From 5980477e0bf36677318da8f008283641d8ca8e27 Mon Sep 17 00:00:00 2001
From: mratsim <mamy_github@numforge.co>
Date: Mon, 8 Oct 2018 14:49:36 +0200
Subject: [PATCH] Add a description and why choosing a recursive impl for Stint

---
 stint/private/datatypes.nim | 143 +++++++++++++++++++++++++-----------
 1 file changed, 102 insertions(+), 41 deletions(-)

diff --git a/stint/private/datatypes.nim b/stint/private/datatypes.nim
index e9302e3..b579d0a 100644
--- a/stint/private/datatypes.nim
+++ b/stint/private/datatypes.nim
@@ -12,46 +12,71 @@
 import macros
 # The macro uintImpl must be exported
 
-when defined(stint_test):
+# #### Overview
+#
+# Stint extends the default uint8, uint16, uint32, uint64 with power of 2 integers.
+# Only limitation is your stack size so you can have uint128, uint256, uint512 ...
+# Signed int are also possible.
+#
+# As a high-level API, Stint adheres to Nim and C conventions and uses the same operators like:
+# `+`, `xor`, `not` ...
+#
+# #### Implementation
+#
+# Stint types are stored on the stack and have a structure
+# similar to a binary tree of power of two unsigned integers
+# with "high" and "low" words:
+#
+#                              Stuint[256]
+#            hi: Stuint[128]                  lo: Stuint[128]
+#     hihi: uint64    hilo: uint64    lohi: uint64    lolo: uint64
+#
+# This follows paper https://hal.archives-ouvertes.fr/hal-00582593v2
+# "Recursive double-size fixed precision arithmetic" from Jul. 2016
+# to implement an efficient fixed precision bigint for embedded devices, especially FPGAs.
+#
+# For testing purpose, the flag `-d:stint_test` can be passed at compile-time
+# to switch the backend to uint32.
+# In the future the default backend will become uint128 on supporting compilers.
+#
+# This has following benefits:
+#   - BigEndian/LittleEndian support is trivial.
+#   - Not having for loops help the compiler producing the most efficient instructions
+#     like ADC (Add with Carry)
+#   - Proving that the recursive structure works at depth 64 for uint32 backend means that
+#     it would work at depth 128 for uint64 backend.

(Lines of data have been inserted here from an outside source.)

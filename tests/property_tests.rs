//! Property-based tests for the attestation client

use attest_primitives::{
    message_integrity_code, verify_reveal, xor256, Attestation, AttestationId, AttestationRequest,
    AttestationStatus, Commitment, EventKey, MerkleTree, SourceId, Verification,
};
use attest_round::{Round, RoundSchedule, Submission};
use attest_scheduler::{SourceLimits, SourceScheduler, VerifierError};
use attestation_client::RoundManager;
use proptest::prelude::*;
use rand_chacha::rand_core::SeedableRng;
use rand_chacha::ChaCha20Rng;

const SCHEDULE: RoundSchedule = RoundSchedule {
    first_round_start_ms: 0,
    round_period_ms: 90_000,
    commit_time_ms: 10_000,
    reveal_time_ms: 5_000,
};

fn queued_attestation(id: u64, key: (u64, u32), response: &[u8]) -> Attestation {
    let request = AttestationRequest {
        source_id: SourceId::Btc,
        timestamp_sec: 0,
        key: EventKey { block_number: key.0, transaction_index: key.1, signature: vec![] },
        payload: id.to_be_bytes().to_vec(),
        message_integrity_code: message_integrity_code(response),
    };
    Attestation::new(AttestationId(id), 0, request, SCHEDULE.commit_at(0))
}

fn valid_attestation(id: u64, key: (u64, u32), response: Vec<u8>) -> Attestation {
    let mut a = queued_attestation(id, key, &response);
    a.begin_processing(0);
    a.mark_valid(response, 1);
    a
}

// Property test: the committed root depends only on the valid set, not on hand-over order
proptest! {
    #[test]
    fn committed_root_ignores_completion_order(
        keys in prop::collection::btree_set((0u64..50, 0u32..8), 1..24),
        seed in any::<u64>(),
    ) {
        let atts: Vec<Attestation> = keys
            .iter()
            .enumerate()
            .map(|(i, &k)| valid_attestation(i as u64, k, format!("{}:{}", k.0, k.1).into_bytes()))
            .collect();
        let mut shuffled = atts.clone();
        let mut rng = ChaCha20Rng::seed_from_u64(seed);
        for i in (1..shuffled.len()).rev() {
            let j = (rand_chacha::rand_core::RngCore::next_u64(&mut rng) % (i as u64 + 1)) as usize;
            shuffled.swap(i, j);
        }

        let root_of = |list: &[Attestation]| {
            let mut round = Round::new(0, SCHEDULE.deadlines(0));
            for a in list {
                prop_assert!(round.add(a));
                round.on_attestation_processed(a.clone(), 2);
            }
            let _ = round.start_commit(&mut ChaCha20Rng::seed_from_u64(0));
            Ok(round.merkle_root().unwrap())
        };
        let sorted: Vec<String> = keys.iter().map(|k| format!("{}:{}", k.0, k.1)).collect();
        let expected = MerkleTree::build(&sorted).root();
        prop_assert_eq!(root_of(&atts)?, expected);
        prop_assert_eq!(root_of(&shuffled)?, expected);
    }
}

// Property test: masking is an involution and reveals verify against the commitment
proptest! {
    #[test]
    fn commit_reveal_round_trip(
        root in prop::array::uniform32(any::<u8>()),
        random in prop::array::uniform32(any::<u8>()),
        round_id in 0u64..1_000_000,
    ) {
        prop_assert_eq!(xor256(&xor256(&root, &random), &random), root);
        let c = Commitment::new(root, random);
        let commit = Submission::commit(round_id, &c);
        let reveal = Submission::reveal(round_id, &c);
        prop_assert_eq!(commit.buffer_index, round_id + 1);
        prop_assert_eq!(
            verify_reveal(&commit.commitment_hash, &commit.masked_root, &reveal.revealed_random),
            Some(root)
        );
    }
}

// Property test: every leaf of any tree proves against its root
proptest! {
    #[test]
    fn merkle_proofs_verify(payloads in prop::collection::vec(prop::collection::vec(any::<u8>(), 0..40), 1..40)) {
        let tree = MerkleTree::build(&payloads);
        let root = tree.root();
        for (i, p) in payloads.iter().enumerate() {
            let proof = tree.proof(i).unwrap();
            prop_assert!(MerkleTree::verify_proof(&root, p, &proof));
        }
    }
}

#[derive(Clone, Debug)]
enum Op {
    Submit,
    CompleteOk,
    CompleteErr,
    Tick(u64),
}

fn op() -> impl Strategy<Value = Op> {
    prop_oneof![
        3 => Just(Op::Submit),
        2 => Just(Op::CompleteOk),
        1 => Just(Op::CompleteErr),
        2 => (1u64..700).prop_map(Op::Tick),
    ]
}

// Property test: admission bounds hold under any interleaving of submits, completions and time
proptest! {
    #[test]
    fn admission_bounds_hold(
        ops in prop::collection::vec(op(), 1..200),
        rps in 1u32..6,
        concurrent in 1usize..5,
    ) {
        let limits = SourceLimits {
            max_requests_per_second: rps,
            max_processing_transactions: concurrent,
            max_failed_retry: 2,
            delay_before_retry_ms: 50,
        };
        let mut s = SourceScheduler::new(SourceId::Btc, limits);
        let mut now = 0u64;
        let mut next_id = 0u64;
        let mut in_flight: Vec<(AttestationId, u64)> = Vec::new();
        let mut starts: Vec<u64> = Vec::new();

        for op in ops {
            let step = match op {
                Op::Submit => {
                    next_id += 1;
                    s.submit(queued_attestation(next_id, (1, 0), b"r"), now)
                }
                Op::CompleteOk | Op::CompleteErr if in_flight.is_empty() => continue,
                Op::CompleteOk => {
                    let (id, attempt) = in_flight.remove(0);
                    s.complete(id, attempt, Ok(Verification::ok(b"r".to_vec())), now)
                }
                Op::CompleteErr => {
                    let (id, attempt) = in_flight.remove(0);
                    s.complete(id, attempt, Err(VerifierError::Timeout(1)), now)
                }
                Op::Tick(dt) => {
                    now += dt;
                    match s.wake_at() {
                        Some(at) if at <= now => s.on_wake(now),
                        _ => continue,
                    }
                }
            };
            for d in step.dispatches {
                in_flight.push((d.attestation_id, d.attempt));
                starts.push(now);
            }
            prop_assert!(s.stats().processing <= concurrent);
            prop_assert_eq!(s.stats().processing, in_flight.len());
        }

        let mut per_second = std::collections::HashMap::new();
        for t in starts {
            *per_second.entry(t / 1000).or_insert(0u32) += 1;
        }
        prop_assert!(per_second.values().all(|&n| n <= rps));
    }
}

// Property test: only transient failures means exactly max_failed_retry + 1 attempts
proptest! {
    #[test]
    fn retry_budget_is_exact(max_failed_retry in 0u32..6, delay in 1u64..500) {
        let limits = SourceLimits { max_failed_retry, delay_before_retry_ms: delay, ..SourceLimits::default() };
        let mut s = SourceScheduler::new(SourceId::Btc, limits);
        let mut now = 0;
        let mut current = s.submit(queued_attestation(1, (1, 0), b"r"), now).dispatches;
        let mut attempts = current.len();
        let finished = loop {
            now += 1;
            let step = s.complete(AttestationId(1), current[0].attempt, Err(VerifierError::Transport("x".into())), now);
            if let Some(a) = step.finished.into_iter().next() {
                break a;
            }
            now = s.wake_at().unwrap();
            current = s.on_wake(now).dispatches;
            attempts += current.len();
        };
        prop_assert_eq!(finished.status(), AttestationStatus::Invalid);
        prop_assert_eq!(attempts as u32, max_failed_retry + 1);
    }
}

// Property test: the manager's next deadline is never in the past after advancing
proptest! {
    #[test]
    fn next_deadline_is_in_the_future(ts in prop::collection::vec(0u64..400, 1..20), step in 1_000u64..60_000) {
        let mut m = RoundManager::new(SCHEDULE);
        let mut rng = ChaCha20Rng::seed_from_u64(1);
        for (i, t) in ts.iter().enumerate() {
            let request = AttestationRequest {
                source_id: SourceId::Ltc,
                timestamp_sec: *t,
                key: EventKey { block_number: *t, transaction_index: 0, signature: vec![] },
                payload: (i as u64).to_be_bytes().to_vec(),
                message_integrity_code: [0u8; 32],
            };
            let _ = m.route_event(request, t * 1000);
        }
        let mut now = 0;
        while let Some(next) = m.next_deadline() {
            now = now.max(next).max(now + step);
            let _ = m.advance(now, &mut rng);
            if let Some(after) = m.next_deadline() {
                prop_assert!(after > now);
            }
        }
    }
}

+#     We can easily choose a uint16 or uint8 backend as well.
+#   - Due to the recursive structure, testing operations when there is:
+#       - no leaves(uint64)
+#       - a root and leaves with no nodes (uint128)
+#       - a root + intermediate nodes + leaves (uint256)
+#     should be enough to ensure they work at all sizes, edge cases included.
+#   - Adding a new backend like uint128 (GCC/Clang) or uint256 (LLVM instrinsics only) is just adding
+#     a new case in the `uintImpl` macro.
+#   - All math implementations of the operations have a straightforward translation
+#     to a high-low structure, including the fastest Karatsuba multiplication
+#     and co-recursive division algorithm by Burnikel and Ziegler.
+#     This makes translating those algorithms into Nim easier compared to an array backend.
+#     It would also probably require less code and would be much easier to audit versus
+#     the math reference papers.
+#   - For implementation of algorithms, there is no issue to take subslices of the memory representation
+#     with a recursive tree structure.
+#     On the other side, returning a `var array[N div 2, uint64]` is problematic at the moment.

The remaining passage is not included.